Photo courtesy of Unsplash



As climate change continues to demand attention, the search for possible solutions to regulate the amount of carbon dioxide released into our atmosphere is urgent. Nature provides resources that control the carbon cycle by acting as carbon sinks. Carbon sinks, such as forests, rocks, and oceans, can absorb and store carbon from the atmosphere. Seagrass meadows are vital to carbon sequestration because they store about 10% of the earth’s carbon and they take in carbon 35x faster than rainforests. However, human activities which contribute to agricultural and urban runoff have put these delicate ecosystems at risk.

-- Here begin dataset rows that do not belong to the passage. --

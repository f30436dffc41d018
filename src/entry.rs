// SPDX-License-Identifier: AGPL-3.0-or-later

//! The entry record and its wire codec.
//!
//! [`Entry`] holds everything that is signed over (the signing pre-image). [`SignedEntry`] adds
//! the signature that turns it into a published, verifiable log entry. This mirrors the
//! unsigned/signed header split this codebase already uses for its CBOR-based operation format,
//! generalized here to Bamboo's fixed binary layout (spec field order, normative and bit-exact
//! with upstream implementations):
//!
//! 1. `is_end_of_feed` (1 byte, `0x00`/`0x01`)
//! 2. `payload_hash` (tagged [`YamfHash`])
//! 3. `payload_length` (varu64)
//! 4. `author` (tagged [`YamfSignatory`])
//! 5. `log_id` (varu64)
//! 6. `seq_num` (varu64)
//! 7. `backlink` (tagged [`YamfHash`], present iff `seq_num > 1`)
//! 8. `lipmaa_link` (tagged [`YamfHash`], present iff `lipmaa(seq_num) != seq_num - 1`)
//! 9. `sig` (tagged [`Signature`], only on [`SignedEntry`])

use crate::error::Error;
use crate::lipmaa::lipmaa;
use crate::signature::{MAX_SIGNATURE_SIZE, Signature};
use crate::varu64::{self, MAX_VARU64_SIZE};
use crate::yamf_hash::{MAX_YAMF_HASH_SIZE, YamfHash};
use crate::yamf_signatory::{MAX_YAMF_SIGNATORY_SIZE, YamfSignatory};

/// Largest possible encoded size of a [`SignedEntry`] for the current algorithm registry:
/// the `is_end_of_feed` byte, one signature, one signatory, three hashes (payload, backlink,
/// lipmaa link) — each already budgeting its own 1-byte tag and 1-byte length overhead via
/// `MAX_SIGNATURE_SIZE`/`MAX_YAMF_SIGNATORY_SIZE`/`MAX_YAMF_HASH_SIZE` — and three free-standing
/// varu64 fields (payload length, log id, seq num) which, unlike the tag/length prefixes above,
/// carry no registry-fixed value and so are sized to the codec's full 9-byte worst case.
pub const MAX_ENTRY_SIZE: usize =
    1 + MAX_SIGNATURE_SIZE + MAX_YAMF_SIGNATORY_SIZE + 3 * MAX_YAMF_HASH_SIZE + 3 * MAX_VARU64_SIZE;

/// The unsigned content of an entry: everything the signature commits to.
#[derive(Clone, Debug, PartialEq, Eq)]
#[cfg_attr(feature = "arbitrary", derive(arbitrary::Arbitrary))]
pub struct Entry {
    pub log_id: u64,
    pub is_end_of_feed: bool,
    pub payload_hash: YamfHash,
    pub payload_length: u64,
    pub author: YamfSignatory,
    pub seq_num: u64,
    pub backlink: Option<YamfHash>,
    pub lipmaa_link: Option<YamfHash>,
}

impl Entry {
    /// Whether this entry's seq number stores an explicit lipmaa link, per spec: present iff
    /// `lipmaa(seq_num) != seq_num - 1`. When they coincide only the backlink is stored; a reader
    /// can recover the implied lipmaa link from the backlink alone.
    pub fn stores_lipmaa_link(&self) -> bool {
        self.seq_num > 1 && lipmaa(self.seq_num) != self.seq_num - 1
    }

    /// Encodes the signing pre-image (fields 1–8) into `out`, returning the number of bytes
    /// written.
    pub fn encode(&self, out: &mut [u8]) -> Result<usize, Error> {
        let mut offset = 0;

        offset += write_end_of_feed_byte(self.is_end_of_feed, &mut out[offset..])?;

        offset += self
            .payload_hash
            .encode(&mut out[offset..])
            .map_err(|source| Error::EncodePayloadHashError { source })?;

        offset += varu64::encode(self.payload_length, &mut out[offset..])
            .map_err(|source| Error::EncodePayloadLengthError { source })?;

        offset += self
            .author
            .encode(&mut out[offset..])
            .map_err(|source| Error::EncodeAuthorError { source })?;

        offset += varu64::encode(self.log_id, &mut out[offset..])
            .map_err(|source| Error::EncodeLogIdError { source })?;

        offset += varu64::encode(self.seq_num, &mut out[offset..])
            .map_err(|source| Error::EncodeSeqError { source })?;

        if self.seq_num > 1 {
            let backlink = self
                .backlink
                .as_ref()
                .expect("seq_num > 1 entries always carry a backlink");
            offset += backlink
                .encode(&mut out[offset..])
                .map_err(|source| Error::EncodeBacklinkError { source })?;

            if self.stores_lipmaa_link() {
                let lipmaa_link = self
                    .lipmaa_link
                    .as_ref()
                    .expect("stores_lipmaa_link() implies lipmaa_link is set");
                offset += lipmaa_link
                    .encode(&mut out[offset..])
                    .map_err(|source| Error::EncodeLipmaaError { source })?;
            }
        }

        Ok(offset)
    }

    /// Encodes the signing pre-image into a freshly allocated buffer.
    pub fn to_bytes(&self) -> Vec<u8> {
        let mut buf = vec![0u8; MAX_ENTRY_SIZE];
        let len = self.encode(&mut buf).expect("scratch buffer is large enough");
        buf.truncate(len);
        buf
    }
}

/// A fully formed, signed log entry: a [`Entry`] plus the [`Signature`] over it.
#[derive(Clone, Debug, PartialEq, Eq)]
#[cfg_attr(feature = "arbitrary", derive(arbitrary::Arbitrary))]
pub struct SignedEntry {
    pub entry: Entry,
    pub sig: Signature,
}

impl SignedEntry {
    /// Encodes the complete entry (fields 1–9) into `out`, returning the number of bytes written.
    pub fn encode(&self, out: &mut [u8]) -> Result<usize, Error> {
        let mut offset = self.entry.encode(out)?;
        offset += self
            .sig
            .encode(&mut out[offset..])
            .map_err(|source| Error::EncodeSigError { source })?;
        Ok(offset)
    }

    /// Encodes the complete entry into a freshly allocated buffer.
    pub fn to_bytes(&self) -> Vec<u8> {
        let mut buf = vec![0u8; MAX_ENTRY_SIZE];
        let len = self.encode(&mut buf).expect("scratch buffer is large enough");
        buf.truncate(len);
        buf
    }
}

fn write_end_of_feed_byte(is_end_of_feed: bool, out: &mut [u8]) -> Result<usize, Error> {
    if out.is_empty() {
        return Err(Error::EncodeBufferLength {
            needed: 1,
            available: 0,
        });
    }
    out[0] = if is_end_of_feed { 0x01 } else { 0x00 };
    Ok(1)
}

/// Parses a byte slice into a [`SignedEntry`], validating the wire format as it goes.
pub fn decode(bytes: &[u8]) -> Result<SignedEntry, Error> {
    if bytes.is_empty() {
        return Err(Error::InputIsLengthZero);
    }

    let mut offset = 0;

    let is_end_of_feed = match bytes[0] {
        0x00 => false,
        0x01 => true,
        _ => return Err(Error::IsEndOfFeedError),
    };
    offset += 1;

    let (payload_hash, n) =
        YamfHash::decode(&bytes[offset..]).map_err(|source| Error::DecodePayloadHashError { source })?;
    offset += n;

    let (payload_length, n) = varu64::decode(&bytes[offset..])
        .map_err(|source| Error::DecodePayloadLengthError { source })?;
    offset += n;

    let (author, n) =
        YamfSignatory::decode(&bytes[offset..]).map_err(|source| Error::DecodeAuthorError { source })?;
    offset += n;

    let (log_id, n) =
        varu64::decode(&bytes[offset..]).map_err(|source| Error::DecodeLogIdError { source })?;
    offset += n;

    let (seq_num, n) =
        varu64::decode(&bytes[offset..]).map_err(|source| Error::DecodeSeqError { source })?;
    offset += n;

    if seq_num == 0 {
        return Err(Error::SeqIsZero);
    }

    let mut backlink = None;
    let mut lipmaa_link = None;

    if seq_num > 1 {
        let (hash, n) = YamfHash::decode(&bytes[offset..])
            .map_err(|source| Error::DecodeBacklinkError { source })?;
        offset += n;
        backlink = Some(hash);

        if lipmaa(seq_num) != seq_num - 1 {
            let (hash, n) = YamfHash::decode(&bytes[offset..])
                .map_err(|source| Error::DecodeLipmaaError { source })?;
            offset += n;
            lipmaa_link = Some(hash);
        }
    }

    let (sig, n) =
        Signature::decode(&bytes[offset..]).map_err(|source| Error::DecodeSigError { source })?;
    offset += n;
    let _ = offset; // trailing bytes after the signature are not an error at this layer

    Ok(SignedEntry {
        entry: Entry {
            log_id,
            is_end_of_feed,
            payload_hash,
            payload_length,
            author,
            seq_num,
            backlink,
            lipmaa_link,
        },
        sig,
    })
}

#[cfg(test)]
mod tests {
    use super::*;
    use crate::keypair::Keypair;

    fn genesis_entry(author: YamfSignatory) -> Entry {
        Entry {
            log_id: 0,
            is_end_of_feed: false,
            payload_hash: YamfHash::new_blake2b(b""),
            payload_length: 0,
            author,
            seq_num: 1,
            backlink: None,
            lipmaa_link: None,
        }
    }

    #[test]
    fn genesis_round_trips() {
        let keypair = Keypair::generate();
        let entry = genesis_entry(keypair.public_key());
        let sig = keypair.sign(&entry.to_bytes());
        let signed = SignedEntry { entry, sig };

        let bytes = signed.to_bytes();
        let decoded = decode(&bytes).unwrap();
        assert_eq!(decoded, signed);
    }

    #[test]
    fn seq_2_stores_backlink_only() {
        let keypair = Keypair::generate();
        let mut entry = genesis_entry(keypair.public_key());
        entry.seq_num = 2;
        entry.backlink = Some(YamfHash::new_blake2b(b"seq1"));
        assert!(!entry.stores_lipmaa_link());

        let sig = keypair.sign(&entry.to_bytes());
        let signed = SignedEntry { entry, sig };
        let decoded = decode(&signed.to_bytes()).unwrap();
        assert!(decoded.entry.backlink.is_some());
        assert!(decoded.entry.lipmaa_link.is_none());
    }

    #[test]
    fn seq_4_stores_both_links() {
        let keypair = Keypair::generate();
        let mut entry = genesis_entry(keypair.public_key());
        entry.seq_num = 4;
        entry.backlink = Some(YamfHash::new_blake2b(b"seq3"));
        entry.lipmaa_link = Some(YamfHash::new_blake2b(b"seq1"));
        assert!(entry.stores_lipmaa_link());

        let sig = keypair.sign(&entry.to_bytes());
        let signed = SignedEntry { entry, sig };
        let decoded = decode(&signed.to_bytes()).unwrap();
        assert!(decoded.entry.backlink.is_some());
        assert!(decoded.entry.lipmaa_link.is_some());
    }

    #[test]
    fn empty_input_is_rejected() {
        assert_eq!(decode(&[]), Err(Error::InputIsLengthZero));
    }

    #[test]
    fn seq_zero_is_rejected() {
        // is_end_of_feed=0, payload_hash of "", payload_length=0, author, log_id=0, seq_num=0
        let keypair = Keypair::generate();
        let mut bytes = vec![0x00u8];
        bytes.extend_from_slice(&YamfHash::new_blake2b(b"").to_bytes_for_test());
        bytes.push(0); // payload_length = 0
        let mut author_buf = [0u8; MAX_YAMF_SIGNATORY_SIZE];
        let n = keypair.public_key().encode(&mut author_buf).unwrap();
        bytes.extend_from_slice(&author_buf[..n]);
        bytes.push(0); // log_id = 0
        bytes.push(0); // seq_num = 0

        assert_eq!(decode(&bytes), Err(Error::SeqIsZero));
    }

    #[test]
    fn unknown_hash_tag_is_rejected() {
        let mut bytes = vec![0x00u8, 0xffu8, 64];
        bytes.extend_from_slice(&[0u8; 64]);
        assert!(matches!(
            decode(&bytes),
            Err(Error::DecodePayloadHashError { .. })
        ));
    }

    impl YamfHash {
        fn to_bytes_for_test(&self) -> Vec<u8> {
            let mut buf = [0u8; MAX_YAMF_HASH_SIZE];
            let n = self.encode(&mut buf).unwrap();
            buf[..n].to_vec()
        }
    }
}
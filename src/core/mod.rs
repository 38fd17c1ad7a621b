pub mod bounds;
pub mod curve;
pub mod fill;
pub mod markers;
pub mod path;
pub mod range;
pub mod series;
pub mod transform;
pub mod types;

pub use bounds::ViewBounds;
pub use curve::build_curve_path;
pub use fill::{close_fill_path, default_fill_baseline};
pub use markers::{
    CircleHole, CircleMarker, ValueLabel, layout_circle_markers, layout_value_labels,
};
pub use path::{Path, PathCommand};
pub use range::{VisibleRange, resolve_visible_range};
pub use series::{
    DrawStyle, DrawStyleFlag, FillBaselineFn, Interpolation, LineData, LineSeries, Rounding,
    ValueFormatterFn,
};
pub use transform::{AxisDependency, Transformer};
pub use types::{AxisRange, RenderPhase, Sample, Viewport, decimal_to_f64};
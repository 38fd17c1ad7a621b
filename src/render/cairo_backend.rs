use std::collections::HashMap;
use std::f64::consts::{FRAC_PI_2, PI};

use cairo::{Context, Extend, Format, ImageSurface, Operator, SurfacePattern};
use pango::FontDescription;
use tracing::warn;

use crate::core::path::{Path, PathCommand};
use crate::error::{ChartError, ChartResult};
use crate::render::paint::{Color, DrawableId, Paint, RoundedRect, TextStyle};
use crate::render::surface::{ComposeSurface, RenderSurface};

/// Cairo + Pango + PangoCairo drawing surface over an ARGB image buffer.
///
/// Doubles as the off-screen compositor layer and the frame target. Image
/// fills resolve through a per-surface registry of drawables.
#[derive(Debug)]
pub struct CairoSurface {
    surface: ImageSurface,
    context: Context,
    width: u32,
    height: u32,
    drawables: HashMap<DrawableId, ImageSurface>,
}

impl CairoSurface {
    pub fn new(width: u32, height: u32) -> ChartResult<Self> {
        if width == 0 || height == 0 {
            return Err(ChartError::InvalidViewport { width, height });
        }

        let surface = ImageSurface::create(Format::ARgb32, width as i32, height as i32)
            .map_err(|err| map_backend_error("failed to create cairo surface", err))?;
        let context = Context::new(&surface)
            .map_err(|err| map_backend_error("failed to create cairo context", err))?;
        Ok(Self {
            surface,
            context,
            width,
            height,
            drawables: HashMap::new(),
        })
    }

    #[must_use]
    pub fn backend_name(&self) -> &'static str {
        "cairo+pango+pangocairo"
    }

    #[must_use]
    pub fn image_surface(&self) -> &ImageSurface {
        &self.surface
    }

    /// Registers the image behind a drawable handle used for image fills.
    pub fn register_drawable(&mut self, id: DrawableId, image: ImageSurface) {
        self.drawables.insert(id, image);
    }

    fn apply_stroke_paint(&self, paint: &Paint) {
        apply_color(&self.context, paint.color);
        self.context.set_line_width(paint.stroke_width);
        match paint.dash {
            Some(ref dash) => self.context.set_dash(dash.intervals(), dash.phase()),
            None => self.context.set_dash(&[], 0.0),
        }
    }

    fn text_layout(&self, text: &str, style: &TextStyle) -> pango::Layout {
        let layout = pangocairo::functions::create_layout(&self.context);
        let font_description = FontDescription::from_string(&format!("Sans {}", style.size_px));
        layout.set_font_description(Some(&font_description));
        layout.set_text(text);
        layout
    }
}

impl RenderSurface for CairoSurface {
    fn stroke_path(&mut self, path: &Path, paint: &Paint) -> ChartResult<()> {
        self.context.new_path();
        append_path(&self.context, path);
        self.apply_stroke_paint(paint);
        let stroked = self
            .context
            .stroke()
            .map_err(|err| map_backend_error("failed to stroke path", err));
        self.context.set_dash(&[], 0.0);
        stroked
    }

    fn fill_path(&mut self, path: &Path, color: Color) -> ChartResult<()> {
        self.context.new_path();
        append_path(&self.context, path);
        apply_color(&self.context, color);
        self.context
            .fill()
            .map_err(|err| map_backend_error("failed to fill path", err))
    }

    fn fill_path_image(
        &mut self,
        path: &Path,
        drawable: DrawableId,
        alpha: f64,
    ) -> ChartResult<()> {
        let Some(image) = self.drawables.get(&drawable) else {
            warn!(
                drawable = drawable.0,
                "skipping image fill for unregistered drawable"
            );
            return Ok(());
        };

        self.context
            .save()
            .map_err(|err| map_backend_error("failed to save cairo state", err))?;
        self.context.new_path();
        append_path(&self.context, path);
        self.context.clip();

        let pattern = SurfacePattern::create(image);
        pattern.set_extend(Extend::Repeat);
        self.context
            .set_source(&pattern)
            .map_err(|err| map_backend_error("failed to set image fill source", err))?;
        self.context
            .paint_with_alpha(alpha)
            .map_err(|err| map_backend_error("failed to paint image fill", err))?;

        self.context
            .restore()
            .map_err(|err| map_backend_error("failed to restore cairo state", err))
    }

    fn draw_line(
        &mut self,
        x1: f64,
        y1: f64,
        x2: f64,
        y2: f64,
        paint: &Paint,
    ) -> ChartResult<()> {
        self.context.new_path();
        self.context.move_to(x1, y1);
        self.context.line_to(x2, y2);
        self.apply_stroke_paint(paint);
        let stroked = self
            .context
            .stroke()
            .map_err(|err| map_backend_error("failed to stroke line", err));
        self.context.set_dash(&[], 0.0);
        stroked
    }

    fn draw_line_batch(&mut self, segments: &[f64], paint: &Paint) -> ChartResult<()> {
        self.context.new_path();
        for quad in segments.chunks_exact(4) {
            self.context.move_to(quad[0], quad[1]);
            self.context.line_to(quad[2], quad[3]);
        }
        self.apply_stroke_paint(paint);
        let stroked = self
            .context
            .stroke()
            .map_err(|err| map_backend_error("failed to stroke line batch", err));
        self.context.set_dash(&[], 0.0);
        stroked
    }

    fn stroke_circle(
        &mut self,
        x: f64,
        y: f64,
        radius: f64,
        color: Color,
        stroke_width: f64,
    ) -> ChartResult<()> {
        self.context.new_path();
        self.context.arc(x, y, radius, 0.0, 2.0 * PI);
        apply_color(&self.context, color);
        self.context.set_line_width(stroke_width);
        self.context.set_dash(&[], 0.0);
        self.context
            .stroke()
            .map_err(|err| map_backend_error("failed to stroke circle", err))
    }

    fn fill_circle(&mut self, x: f64, y: f64, radius: f64, color: Color) -> ChartResult<()> {
        self.context.new_path();
        self.context.arc(x, y, radius, 0.0, 2.0 * PI);
        apply_color(&self.context, color);
        self.context
            .fill()
            .map_err(|err| map_backend_error("failed to fill circle", err))
    }

    fn draw_round_rect(&mut self, rect: RoundedRect, color: Color) -> ChartResult<()> {
        self.context.new_path();
        append_round_rect(&self.context, rect);
        apply_color(&self.context, color);
        self.context
            .fill()
            .map_err(|err| map_backend_error("failed to fill rounded rectangle", err))
    }

    fn draw_text(&mut self, text: &str, x: f64, y: f64, style: &TextStyle) -> ChartResult<()> {
        let layout = self.text_layout(text, style);
        let (text_width, text_height) = layout.pixel_size();

        apply_color(&self.context, style.color);
        self.context
            .move_to(x - f64::from(text_width) / 2.0, y - f64::from(text_height));
        pangocairo::functions::show_layout(&self.context, &layout);
        Ok(())
    }

    fn measure_text(&self, text: &str, style: &TextStyle) -> f64 {
        f64::from(self.text_layout(text, style).pixel_size().0)
    }
}

impl ComposeSurface for CairoSurface {
    fn create(width: u32, height: u32) -> ChartResult<Self> {
        Self::new(width, height)
    }

    fn width(&self) -> u32 {
        self.width
    }

    fn height(&self) -> u32 {
        self.height
    }

    fn clear_transparent(&mut self) -> ChartResult<()> {
        self.context
            .save()
            .map_err(|err| map_backend_error("failed to save cairo state", err))?;
        self.context.set_operator(Operator::Clear);
        self.context
            .paint()
            .map_err(|err| map_backend_error("failed to clear surface", err))?;
        self.context
            .restore()
            .map_err(|err| map_backend_error("failed to restore cairo state", err))
    }

    fn draw_surface(&mut self, source: &Self, x: f64, y: f64) -> ChartResult<()> {
        self.context
            .set_source_surface(&source.surface, x, y)
            .map_err(|err| map_backend_error("failed to set layer source", err))?;
        self.context
            .paint()
            .map_err(|err| map_backend_error("failed to composite layer", err))
    }
}

fn apply_color(context: &Context, color: Color) {
    context.set_source_rgba(color.red, color.green, color.blue, color.alpha);
}

fn append_path(context: &Context, path: &Path) {
    let mut current = (0.0, 0.0);
    for command in path.commands() {
        match *command {
            PathCommand::MoveTo { x, y } => {
                context.move_to(x, y);
                current = (x, y);
            }
            PathCommand::LineTo { x, y } => {
                context.line_to(x, y);
                current = (x, y);
            }
            PathCommand::QuadTo { cx, cy, x, y } => {
                // Cairo has no quadratic primitive; elevate to the
                // equivalent cubic.
                let c1x = current.0 + 2.0 / 3.0 * (cx - current.0);
                let c1y = current.1 + 2.0 / 3.0 * (cy - current.1);
                let c2x = x + 2.0 / 3.0 * (cx - x);
                let c2y = y + 2.0 / 3.0 * (cy - y);
                context.curve_to(c1x, c1y, c2x, c2y, x, y);
                current = (x, y);
            }
            PathCommand::CubicTo {
                c1x,
                c1y,
                c2x,
                c2y,
                x,
                y,
            } => {
                context.curve_to(c1x, c1y, c2x, c2y, x, y);
                current = (x, y);
            }
            PathCommand::Close => context.close_path(),
        }
    }
}

fn append_round_rect(context: &Context, rect: RoundedRect) {
    let radius = rect
        .corner_radius
        .min(rect.width() * 0.5)
        .min(rect.height() * 0.5);
    if radius <= 0.0 {
        context.rectangle(rect.left, rect.top, rect.width(), rect.height());
        return;
    }

    context.new_sub_path();
    context.arc(
        rect.right - radius,
        rect.top + radius,
        radius,
        -FRAC_PI_2,
        0.0,
    );
    context.arc(
        rect.right - radius,
        rect.bottom - radius,
        radius,
        0.0,
        FRAC_PI_2,
    );
    context.arc(
        rect.left + radius,
        rect.bottom - radius,
        radius,
        FRAC_PI_2,
        PI,
    );
    context.arc(
        rect.left + radius,
        rect.top + radius,
        radius,
        PI,
        PI + FRAC_PI_2,
    );
    context.close_path();
}

fn map_backend_error(prefix: &str, err: cairo::Error) -> ChartError {
    ChartError::Backend(format!("{prefix}: {err}"))
}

There are approximately 60 different species of seagrasses, and they can be found across the world’s oceans. Though they resemble seaweed, they’re actually considered angiosperms, and are more closely related to flowering plants. They are great ecosystem indicator species and provide shelter for lots of marine life, but their importance doesn’t stop there. As a carbon sink, they’re able to take up carbon from ocean water through photosynthesis and store it in soil and seabeds for hundreds of years. The lack of oxygen slows down the decomposition process for vegetation, allowing them to behave as a sink for an extended period of time. They also help filter runoff from land and improve water quality, but there is a limit on how much they can handle. Agricultural and urban runoff hinder the growth of seagrass by increasing the nutrient levels in the water, specifically nitrogen levels. A new study shows that 88% of seagrass are exposed to wastewater nitrogen. The nitrogen in pesticides, fertilizers, and wastewater feed phytoplankton, or microalgae, and cause them to bloom rapidly on the surface of water. These algae blooms shade seagrass, depriving them of the sunlight they need to photosynthesize.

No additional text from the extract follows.